His first journey to Australia was from Gravesend on "The William Glen Anderson" with his parents, William Henry and Henrietta, his sister Henrietta (1833–1918) and his Aunt Caroline Sarah Bowles (1814–1911). They returned to England in 1841 where William and Henrietta were sent to boarding schools. William known as "Willie" went to a boarding school in Brighton before going to a Preparatory school at Blackheath. After a couple more trips to Australia William (Junior) eventually settled in Queensland. His father William Henry purchased two sheep stations at Taroome in 1858 when "Willie" was only 23 years old. He followed in his fathers footsteps by being appointed a nominee of the Queensland Legislative Council and also Police Magistrate. He resigned in 1868 when he joined the public service. He held similar positions at Ipswich, South Brisbane and Brisbane before he retired in 1906. William Yaldwyn (Willie) was married twice. His first wife Jane Sinclair died after having their ninth child in 1883. together they had five sons and three daughters and one son having died as an infant. He married his second wife on 24 June 1902 to Violet Norma Agnew (1881–1962). William Yaldwyn died in Sydney on 27 July 1919 and had no surviving male children.

Upon his arrival in Queensland he gained Pastoral experience by working on his father's stations.

==Politics==
On 18 June 1868 he was appointed to the Queensland Legislative Council serving for nine years before resigning to become a Police Magistrate in Dalby on 15 May 1877.

==Later life==
Yaldwyn was promoted to Police Magistrate in Ipswich where he served for eleven years and was promoted as Police Magistrate in South Brisbane where he remained until his retirement in 1906 after 29 years of service as a police magistrate.

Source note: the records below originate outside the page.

//! Plain-text rendering of a statistics snapshot.

use timesheet_core::formatting::{format_currency, format_hours, format_percent};
use timesheet_core::models::TimeTrackingStats;
use timesheet_core::settings::View;

/// Render one report section.
pub fn render(stats: &TimeTrackingStats, view: View) -> String {
    match view {
        View::Overview => render_overview(stats),
        View::Team => render_team(stats),
        View::Projects => render_projects(stats),
        View::Budgets => render_budgets(stats),
        View::Daily => render_daily(stats),
    }
}

/// Render the whole snapshot as pretty JSON with camelCase keys.
pub fn render_json(stats: &TimeTrackingStats) -> serde_json::Result<String> {
    serde_json::to_string_pretty(stats)
}

fn render_overview(stats: &TimeTrackingStats) -> String {
    let rows = [
        format!("  Total hours      {}", format_hours(stats.total_hours)),
        format!("  Billable hours   {}", format_hours(stats.billable_hours)),
        format!("  Total cost       {}", format_currency(stats.total_cost)),
        format!("  Billable amount  {}", format_currency(stats.billable_cost)),
        format!("  Active projects  {}", stats.active_projects()),
        format!("  Team members     {}", stats.team_members()),
    ];
    lines("Overview".to_string(), rows)
}

fn render_team(stats: &TimeTrackingStats) -> String {
    let header = format!(
        "{:<20} {:>10} {:>10} {:>12}  Projects",
        "Member", "Hours", "Capacity", "Utilization"
    );
    let rows = stats.team_distribution.iter().map(|member| {
        format!(
            "{:<20} {:>10} {:>10} {:>12}  {}",
            member.username,
            format_hours(member.hours),
            format_hours(member.capacity),
            format_percent(member.utilization_rate),
            member.projects.join(", ")
        )
    });
    lines(header, rows)
}

fn render_projects(stats: &TimeTrackingStats) -> String {
    let header = format!(
        "{:<24} {:>10} {:>10} {:>12} {:>10}",
        "Project", "Hours", "Billable", "Cost", "Progress"
    );
    let rows = stats.project_distribution.iter().map(|project| {
        format!(
            "{:<24} {:>10} {:>10} {:>12} {:>10}",
            project.name,
            format_hours(project.hours),
            format_hours(project.billable_hours),
            format_currency(project.cost),
            format_percent(project.progress)
        )
    });
    lines(header, rows)
}

fn render_budgets(stats: &TimeTrackingStats) -> String {
    let header = format!(
        "{:<24} {:>12} {:>12} {:>12} {:>10}  Status",
        "Project", "Budget", "Spent", "Remaining", "Progress"
    );
    let rows = stats.budget_status.iter().map(|budget| {
        format!(
            "{:<24} {:>12} {:>12} {:>12} {:>10}  {}",
            budget.project_name,
            format_currency(budget.budget),
            format_currency(budget.spent),
            format_currency(budget.remaining),
            format_percent(budget.progress),
            budget.status.label()
        )
    });
    lines(header, rows)
}

fn render_daily(stats: &TimeTrackingStats) -> String {
    let header = format!(
        "{:<12} {:>10} {:>10} {:>12}",
        "Date", "Hours", "Billable", "Cost"
    );
    let rows = stats.daily_stats.iter().map(|day| {
        format!(
            "{:<12} {:>10} {:>10} {:>12}",
            day.date,
            format_hours(day.hours),
            format_hours(day.billable_hours),
            format_currency(day.cost)
        )
    });
    lines(header, rows)
}

/// Header followed by one row per line, each newline-terminated.
fn lines(header: String, rows: impl IntoIterator<Item = String>) -> String {
    let mut out = header;
    out.push('\n');
    for row in rows {
        out.push_str(&row);
        out.push('\n');
    }
    out
}

// ── Tests ──────────────────────────────────────────────────────────────────────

Yaldwyn had a keen interest in sport, promoting the first rugby football club in Warwick and representing the Queensland I Zingari cricket team in 1875/76. In 1861 he had married Jane Sinclair and together they had seven children. Jane died in 1883 and in 1902 he married Violet Norm Jessie Agnew, the daughter of Phil Agnew, the Post and Telegraph Master of Dunwich. He retired to England in 1907 but later returned to Brisbane and died in a private hospital in Sydney on 27 July 1919.